=== TRY IT ===
For each line below that includes the string "saving", show the whole line.

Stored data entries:
▼
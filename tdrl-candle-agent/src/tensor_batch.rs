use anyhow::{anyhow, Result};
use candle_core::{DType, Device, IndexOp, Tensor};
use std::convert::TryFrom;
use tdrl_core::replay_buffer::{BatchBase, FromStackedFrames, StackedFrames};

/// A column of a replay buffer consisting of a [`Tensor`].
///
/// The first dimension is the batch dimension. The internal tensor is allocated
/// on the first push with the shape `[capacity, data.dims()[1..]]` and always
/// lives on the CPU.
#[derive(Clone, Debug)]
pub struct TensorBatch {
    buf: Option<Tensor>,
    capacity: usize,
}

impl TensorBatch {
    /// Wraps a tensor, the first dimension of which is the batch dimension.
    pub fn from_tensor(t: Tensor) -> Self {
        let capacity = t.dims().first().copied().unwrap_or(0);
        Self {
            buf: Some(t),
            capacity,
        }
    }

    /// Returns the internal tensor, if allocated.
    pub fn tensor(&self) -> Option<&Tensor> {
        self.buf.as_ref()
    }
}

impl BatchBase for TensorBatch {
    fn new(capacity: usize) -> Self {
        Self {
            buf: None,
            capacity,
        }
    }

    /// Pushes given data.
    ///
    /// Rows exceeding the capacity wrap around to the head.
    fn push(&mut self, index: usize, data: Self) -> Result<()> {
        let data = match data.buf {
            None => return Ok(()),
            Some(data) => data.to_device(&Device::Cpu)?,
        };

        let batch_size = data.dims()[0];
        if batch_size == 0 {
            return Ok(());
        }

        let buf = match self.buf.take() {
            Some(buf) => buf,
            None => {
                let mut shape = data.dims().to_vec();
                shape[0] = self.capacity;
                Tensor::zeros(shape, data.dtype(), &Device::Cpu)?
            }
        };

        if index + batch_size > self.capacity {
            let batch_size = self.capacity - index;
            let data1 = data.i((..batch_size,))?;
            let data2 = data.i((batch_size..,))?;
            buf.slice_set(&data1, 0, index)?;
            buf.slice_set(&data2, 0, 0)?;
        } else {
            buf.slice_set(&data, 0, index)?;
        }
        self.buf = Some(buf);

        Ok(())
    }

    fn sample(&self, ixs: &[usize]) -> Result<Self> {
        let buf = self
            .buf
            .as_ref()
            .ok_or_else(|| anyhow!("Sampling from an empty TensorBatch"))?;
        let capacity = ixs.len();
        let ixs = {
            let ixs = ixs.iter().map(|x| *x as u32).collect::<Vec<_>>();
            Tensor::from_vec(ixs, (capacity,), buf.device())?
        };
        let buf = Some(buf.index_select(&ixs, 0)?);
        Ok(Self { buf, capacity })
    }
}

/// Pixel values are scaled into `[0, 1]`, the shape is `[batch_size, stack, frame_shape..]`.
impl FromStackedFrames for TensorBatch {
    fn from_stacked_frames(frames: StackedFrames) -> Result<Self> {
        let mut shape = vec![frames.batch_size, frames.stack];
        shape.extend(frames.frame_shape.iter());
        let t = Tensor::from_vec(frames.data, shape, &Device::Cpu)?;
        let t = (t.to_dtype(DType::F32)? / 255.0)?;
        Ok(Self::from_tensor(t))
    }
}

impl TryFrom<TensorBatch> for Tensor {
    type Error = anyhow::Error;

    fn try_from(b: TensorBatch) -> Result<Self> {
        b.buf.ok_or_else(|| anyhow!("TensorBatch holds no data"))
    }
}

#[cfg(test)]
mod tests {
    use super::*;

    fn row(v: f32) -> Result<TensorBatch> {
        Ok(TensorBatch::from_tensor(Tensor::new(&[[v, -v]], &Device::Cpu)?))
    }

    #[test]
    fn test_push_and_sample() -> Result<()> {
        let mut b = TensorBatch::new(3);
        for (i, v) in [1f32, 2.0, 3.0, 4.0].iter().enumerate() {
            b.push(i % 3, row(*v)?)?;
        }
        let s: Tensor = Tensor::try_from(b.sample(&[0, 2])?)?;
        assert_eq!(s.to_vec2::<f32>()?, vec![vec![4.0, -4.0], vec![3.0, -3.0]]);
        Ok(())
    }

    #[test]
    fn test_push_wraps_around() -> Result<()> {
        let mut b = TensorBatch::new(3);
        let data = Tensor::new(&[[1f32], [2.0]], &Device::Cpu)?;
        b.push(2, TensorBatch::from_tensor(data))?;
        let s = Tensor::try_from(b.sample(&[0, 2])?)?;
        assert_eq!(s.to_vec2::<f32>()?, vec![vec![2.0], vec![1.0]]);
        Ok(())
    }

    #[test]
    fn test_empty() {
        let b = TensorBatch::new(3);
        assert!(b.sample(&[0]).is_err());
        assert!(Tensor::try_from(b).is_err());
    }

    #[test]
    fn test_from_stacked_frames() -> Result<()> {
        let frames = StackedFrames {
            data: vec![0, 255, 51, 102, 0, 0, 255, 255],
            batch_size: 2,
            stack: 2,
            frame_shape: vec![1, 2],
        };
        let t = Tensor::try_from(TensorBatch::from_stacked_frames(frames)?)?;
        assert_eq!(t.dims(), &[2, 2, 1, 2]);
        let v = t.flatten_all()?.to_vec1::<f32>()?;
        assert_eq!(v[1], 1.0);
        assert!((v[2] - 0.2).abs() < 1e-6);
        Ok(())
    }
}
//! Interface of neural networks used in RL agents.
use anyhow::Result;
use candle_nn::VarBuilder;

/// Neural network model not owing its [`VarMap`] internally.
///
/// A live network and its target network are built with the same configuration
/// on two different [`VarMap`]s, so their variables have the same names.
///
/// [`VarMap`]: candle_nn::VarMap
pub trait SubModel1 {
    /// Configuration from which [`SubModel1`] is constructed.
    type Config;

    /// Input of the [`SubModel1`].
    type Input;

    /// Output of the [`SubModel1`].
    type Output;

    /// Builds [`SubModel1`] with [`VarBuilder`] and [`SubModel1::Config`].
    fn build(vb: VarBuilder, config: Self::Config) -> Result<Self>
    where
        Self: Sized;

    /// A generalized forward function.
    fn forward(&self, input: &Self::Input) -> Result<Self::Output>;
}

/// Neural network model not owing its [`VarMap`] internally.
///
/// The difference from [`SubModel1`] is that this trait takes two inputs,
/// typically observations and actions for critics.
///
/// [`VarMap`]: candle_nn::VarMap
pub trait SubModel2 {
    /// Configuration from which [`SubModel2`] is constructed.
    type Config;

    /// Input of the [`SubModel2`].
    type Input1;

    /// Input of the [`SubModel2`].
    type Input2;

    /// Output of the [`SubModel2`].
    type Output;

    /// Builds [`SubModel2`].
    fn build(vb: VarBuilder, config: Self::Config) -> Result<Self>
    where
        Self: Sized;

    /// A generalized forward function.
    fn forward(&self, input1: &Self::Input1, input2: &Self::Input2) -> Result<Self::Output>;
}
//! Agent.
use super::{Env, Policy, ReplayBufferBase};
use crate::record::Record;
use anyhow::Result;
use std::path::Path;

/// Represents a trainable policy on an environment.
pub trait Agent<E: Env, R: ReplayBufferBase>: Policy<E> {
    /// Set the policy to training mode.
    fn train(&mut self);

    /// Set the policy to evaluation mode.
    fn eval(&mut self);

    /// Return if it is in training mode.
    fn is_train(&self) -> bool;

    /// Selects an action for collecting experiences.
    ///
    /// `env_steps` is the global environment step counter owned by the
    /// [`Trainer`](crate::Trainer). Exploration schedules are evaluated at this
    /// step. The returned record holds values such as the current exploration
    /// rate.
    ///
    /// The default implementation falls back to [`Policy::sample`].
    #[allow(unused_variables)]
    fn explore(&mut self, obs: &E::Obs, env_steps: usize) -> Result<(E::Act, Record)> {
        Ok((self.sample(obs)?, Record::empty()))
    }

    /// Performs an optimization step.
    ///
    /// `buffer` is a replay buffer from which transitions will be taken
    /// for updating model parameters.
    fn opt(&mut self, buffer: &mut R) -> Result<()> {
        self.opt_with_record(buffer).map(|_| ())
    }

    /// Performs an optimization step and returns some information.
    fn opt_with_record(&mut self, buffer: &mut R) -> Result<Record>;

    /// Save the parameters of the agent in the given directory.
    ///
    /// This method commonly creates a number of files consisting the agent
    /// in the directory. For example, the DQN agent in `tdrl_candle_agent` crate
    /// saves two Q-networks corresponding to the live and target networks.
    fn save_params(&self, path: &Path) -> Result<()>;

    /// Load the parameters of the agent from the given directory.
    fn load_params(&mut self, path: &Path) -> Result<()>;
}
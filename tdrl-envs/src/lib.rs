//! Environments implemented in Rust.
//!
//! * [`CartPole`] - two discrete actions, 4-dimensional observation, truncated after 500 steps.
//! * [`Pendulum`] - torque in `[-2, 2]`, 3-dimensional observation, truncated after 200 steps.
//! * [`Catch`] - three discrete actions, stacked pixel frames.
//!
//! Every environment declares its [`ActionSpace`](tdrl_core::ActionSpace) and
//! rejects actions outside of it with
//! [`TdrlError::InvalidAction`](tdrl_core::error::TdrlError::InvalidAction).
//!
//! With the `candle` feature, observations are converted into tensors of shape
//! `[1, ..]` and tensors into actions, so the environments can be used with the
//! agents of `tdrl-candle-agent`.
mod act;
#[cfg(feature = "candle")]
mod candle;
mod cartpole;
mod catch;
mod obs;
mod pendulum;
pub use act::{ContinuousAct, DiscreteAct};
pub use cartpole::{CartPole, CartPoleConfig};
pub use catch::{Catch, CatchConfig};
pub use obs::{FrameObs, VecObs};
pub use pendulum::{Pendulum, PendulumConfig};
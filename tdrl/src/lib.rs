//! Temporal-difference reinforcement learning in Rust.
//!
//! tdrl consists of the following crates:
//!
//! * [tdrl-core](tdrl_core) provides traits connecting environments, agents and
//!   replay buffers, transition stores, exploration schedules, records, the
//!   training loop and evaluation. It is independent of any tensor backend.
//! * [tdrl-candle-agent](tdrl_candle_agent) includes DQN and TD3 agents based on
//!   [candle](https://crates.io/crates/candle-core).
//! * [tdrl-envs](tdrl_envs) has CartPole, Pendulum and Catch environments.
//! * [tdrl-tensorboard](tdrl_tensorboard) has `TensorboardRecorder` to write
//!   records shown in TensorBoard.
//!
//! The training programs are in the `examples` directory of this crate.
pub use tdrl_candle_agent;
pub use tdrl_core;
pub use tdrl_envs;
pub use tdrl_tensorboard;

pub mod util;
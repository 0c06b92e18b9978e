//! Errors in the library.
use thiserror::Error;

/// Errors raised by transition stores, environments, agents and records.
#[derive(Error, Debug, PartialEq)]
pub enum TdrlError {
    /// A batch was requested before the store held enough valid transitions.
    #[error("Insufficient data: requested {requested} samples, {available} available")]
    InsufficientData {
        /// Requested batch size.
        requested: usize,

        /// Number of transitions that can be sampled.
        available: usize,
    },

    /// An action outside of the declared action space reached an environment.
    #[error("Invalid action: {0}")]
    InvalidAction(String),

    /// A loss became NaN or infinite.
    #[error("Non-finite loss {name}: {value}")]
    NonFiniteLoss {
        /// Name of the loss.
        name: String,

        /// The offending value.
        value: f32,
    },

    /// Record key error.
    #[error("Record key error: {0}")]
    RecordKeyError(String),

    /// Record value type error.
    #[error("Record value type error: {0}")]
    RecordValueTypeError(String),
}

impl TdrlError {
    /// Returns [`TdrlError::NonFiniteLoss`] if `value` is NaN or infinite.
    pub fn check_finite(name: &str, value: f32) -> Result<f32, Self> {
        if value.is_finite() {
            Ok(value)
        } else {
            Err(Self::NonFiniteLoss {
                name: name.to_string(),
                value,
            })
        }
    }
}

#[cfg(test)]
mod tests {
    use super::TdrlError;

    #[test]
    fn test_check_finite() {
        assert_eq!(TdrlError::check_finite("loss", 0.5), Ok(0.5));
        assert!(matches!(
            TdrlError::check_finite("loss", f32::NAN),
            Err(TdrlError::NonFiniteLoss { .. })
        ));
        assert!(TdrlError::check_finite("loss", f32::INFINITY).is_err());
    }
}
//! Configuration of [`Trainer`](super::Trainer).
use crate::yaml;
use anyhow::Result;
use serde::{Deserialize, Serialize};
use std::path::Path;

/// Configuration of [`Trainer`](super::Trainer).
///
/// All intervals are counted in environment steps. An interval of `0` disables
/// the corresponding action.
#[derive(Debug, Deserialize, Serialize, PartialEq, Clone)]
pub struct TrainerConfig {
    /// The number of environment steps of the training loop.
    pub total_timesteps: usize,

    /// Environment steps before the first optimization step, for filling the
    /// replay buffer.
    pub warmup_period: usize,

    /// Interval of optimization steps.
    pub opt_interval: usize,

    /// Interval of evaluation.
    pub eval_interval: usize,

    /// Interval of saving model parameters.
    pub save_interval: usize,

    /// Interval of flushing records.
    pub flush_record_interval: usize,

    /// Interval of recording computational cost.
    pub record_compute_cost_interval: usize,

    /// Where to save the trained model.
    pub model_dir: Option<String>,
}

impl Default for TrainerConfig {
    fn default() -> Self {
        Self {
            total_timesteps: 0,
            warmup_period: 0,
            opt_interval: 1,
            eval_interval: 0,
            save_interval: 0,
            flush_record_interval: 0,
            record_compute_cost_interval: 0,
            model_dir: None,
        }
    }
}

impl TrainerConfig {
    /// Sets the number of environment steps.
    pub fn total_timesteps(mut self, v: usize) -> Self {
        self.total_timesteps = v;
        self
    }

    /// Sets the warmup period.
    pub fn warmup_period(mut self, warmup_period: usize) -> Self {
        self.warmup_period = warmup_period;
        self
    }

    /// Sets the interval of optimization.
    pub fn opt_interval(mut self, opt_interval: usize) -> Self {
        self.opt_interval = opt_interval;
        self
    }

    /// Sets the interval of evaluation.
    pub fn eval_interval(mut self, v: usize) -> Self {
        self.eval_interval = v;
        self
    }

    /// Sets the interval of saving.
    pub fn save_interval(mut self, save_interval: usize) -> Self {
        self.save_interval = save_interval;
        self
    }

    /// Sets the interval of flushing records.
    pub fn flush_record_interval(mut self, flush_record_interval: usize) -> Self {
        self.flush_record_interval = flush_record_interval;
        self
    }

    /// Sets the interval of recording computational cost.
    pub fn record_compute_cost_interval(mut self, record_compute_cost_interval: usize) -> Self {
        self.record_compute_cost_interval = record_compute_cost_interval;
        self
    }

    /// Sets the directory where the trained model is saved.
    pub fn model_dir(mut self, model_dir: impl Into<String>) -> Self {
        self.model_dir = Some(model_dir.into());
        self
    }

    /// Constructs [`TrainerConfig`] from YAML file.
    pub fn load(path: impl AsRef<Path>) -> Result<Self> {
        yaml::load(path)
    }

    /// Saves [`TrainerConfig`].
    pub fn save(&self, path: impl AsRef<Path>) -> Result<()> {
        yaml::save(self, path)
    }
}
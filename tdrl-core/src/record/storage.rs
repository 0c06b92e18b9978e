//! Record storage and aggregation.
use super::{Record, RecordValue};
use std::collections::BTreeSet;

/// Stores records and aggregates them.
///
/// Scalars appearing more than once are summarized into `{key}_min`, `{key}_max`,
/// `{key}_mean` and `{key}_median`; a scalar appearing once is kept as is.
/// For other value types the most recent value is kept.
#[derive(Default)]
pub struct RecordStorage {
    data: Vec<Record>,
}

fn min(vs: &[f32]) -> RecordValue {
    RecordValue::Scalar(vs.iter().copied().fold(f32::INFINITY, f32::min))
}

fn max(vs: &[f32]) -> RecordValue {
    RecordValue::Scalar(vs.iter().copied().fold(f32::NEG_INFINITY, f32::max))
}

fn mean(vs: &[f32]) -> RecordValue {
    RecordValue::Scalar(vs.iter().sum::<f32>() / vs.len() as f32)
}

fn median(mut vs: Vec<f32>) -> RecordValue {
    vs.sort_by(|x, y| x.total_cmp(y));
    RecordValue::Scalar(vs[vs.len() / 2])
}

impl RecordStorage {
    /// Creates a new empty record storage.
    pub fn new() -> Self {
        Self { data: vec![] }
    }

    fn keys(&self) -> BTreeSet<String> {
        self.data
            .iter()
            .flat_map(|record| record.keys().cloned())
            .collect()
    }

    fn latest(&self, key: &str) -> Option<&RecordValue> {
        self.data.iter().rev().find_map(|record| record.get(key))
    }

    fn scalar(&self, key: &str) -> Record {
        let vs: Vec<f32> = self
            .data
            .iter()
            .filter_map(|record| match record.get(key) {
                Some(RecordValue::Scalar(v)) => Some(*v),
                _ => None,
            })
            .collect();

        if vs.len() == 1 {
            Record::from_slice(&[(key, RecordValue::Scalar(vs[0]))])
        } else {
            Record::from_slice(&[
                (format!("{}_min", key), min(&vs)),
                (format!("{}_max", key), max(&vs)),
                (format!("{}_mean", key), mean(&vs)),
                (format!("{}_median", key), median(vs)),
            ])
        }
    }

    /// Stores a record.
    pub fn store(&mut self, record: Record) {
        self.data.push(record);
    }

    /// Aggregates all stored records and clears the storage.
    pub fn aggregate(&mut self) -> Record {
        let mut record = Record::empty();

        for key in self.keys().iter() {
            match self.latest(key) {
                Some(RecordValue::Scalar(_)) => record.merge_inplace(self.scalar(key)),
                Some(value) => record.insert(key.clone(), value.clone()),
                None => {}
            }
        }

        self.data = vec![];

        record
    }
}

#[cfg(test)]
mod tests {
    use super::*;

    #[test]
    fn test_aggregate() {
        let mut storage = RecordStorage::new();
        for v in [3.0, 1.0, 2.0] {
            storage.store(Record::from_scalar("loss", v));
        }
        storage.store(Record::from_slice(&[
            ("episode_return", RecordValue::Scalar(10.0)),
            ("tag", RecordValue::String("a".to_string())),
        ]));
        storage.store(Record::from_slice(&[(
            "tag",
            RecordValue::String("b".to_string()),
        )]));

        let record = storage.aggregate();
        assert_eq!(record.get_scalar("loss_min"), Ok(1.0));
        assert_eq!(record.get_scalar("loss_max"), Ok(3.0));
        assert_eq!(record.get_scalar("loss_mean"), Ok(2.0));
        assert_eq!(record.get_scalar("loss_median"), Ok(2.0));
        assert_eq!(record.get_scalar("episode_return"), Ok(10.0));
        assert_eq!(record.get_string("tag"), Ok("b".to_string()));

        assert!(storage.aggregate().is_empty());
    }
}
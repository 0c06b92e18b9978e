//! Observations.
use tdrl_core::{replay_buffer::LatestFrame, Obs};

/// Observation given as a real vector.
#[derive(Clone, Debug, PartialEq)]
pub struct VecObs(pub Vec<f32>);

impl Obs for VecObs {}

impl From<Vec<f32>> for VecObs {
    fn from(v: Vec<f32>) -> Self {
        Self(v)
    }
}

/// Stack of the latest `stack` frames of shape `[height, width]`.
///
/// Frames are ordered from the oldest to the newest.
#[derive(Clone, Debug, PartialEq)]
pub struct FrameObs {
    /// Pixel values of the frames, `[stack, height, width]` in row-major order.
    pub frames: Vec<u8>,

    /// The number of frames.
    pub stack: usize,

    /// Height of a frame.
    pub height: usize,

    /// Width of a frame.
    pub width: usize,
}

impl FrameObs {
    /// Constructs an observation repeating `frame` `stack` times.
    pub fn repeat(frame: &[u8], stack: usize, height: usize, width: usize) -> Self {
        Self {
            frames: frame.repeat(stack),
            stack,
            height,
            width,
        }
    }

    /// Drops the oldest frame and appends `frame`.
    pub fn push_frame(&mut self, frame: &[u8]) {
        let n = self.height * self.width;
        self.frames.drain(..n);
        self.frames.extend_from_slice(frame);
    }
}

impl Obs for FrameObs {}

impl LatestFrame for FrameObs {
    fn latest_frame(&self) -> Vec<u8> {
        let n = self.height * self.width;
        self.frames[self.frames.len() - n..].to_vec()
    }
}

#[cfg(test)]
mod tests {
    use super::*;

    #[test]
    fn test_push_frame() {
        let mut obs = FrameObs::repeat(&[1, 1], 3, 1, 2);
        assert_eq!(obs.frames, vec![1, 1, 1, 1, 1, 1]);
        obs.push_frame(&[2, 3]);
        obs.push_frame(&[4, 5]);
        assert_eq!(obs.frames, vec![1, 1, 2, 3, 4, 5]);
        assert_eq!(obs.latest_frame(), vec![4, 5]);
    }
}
▲
=== EXERCISE RESULT ===
    /// Interval of saving model parameters.
    /// Sets the interval of saving.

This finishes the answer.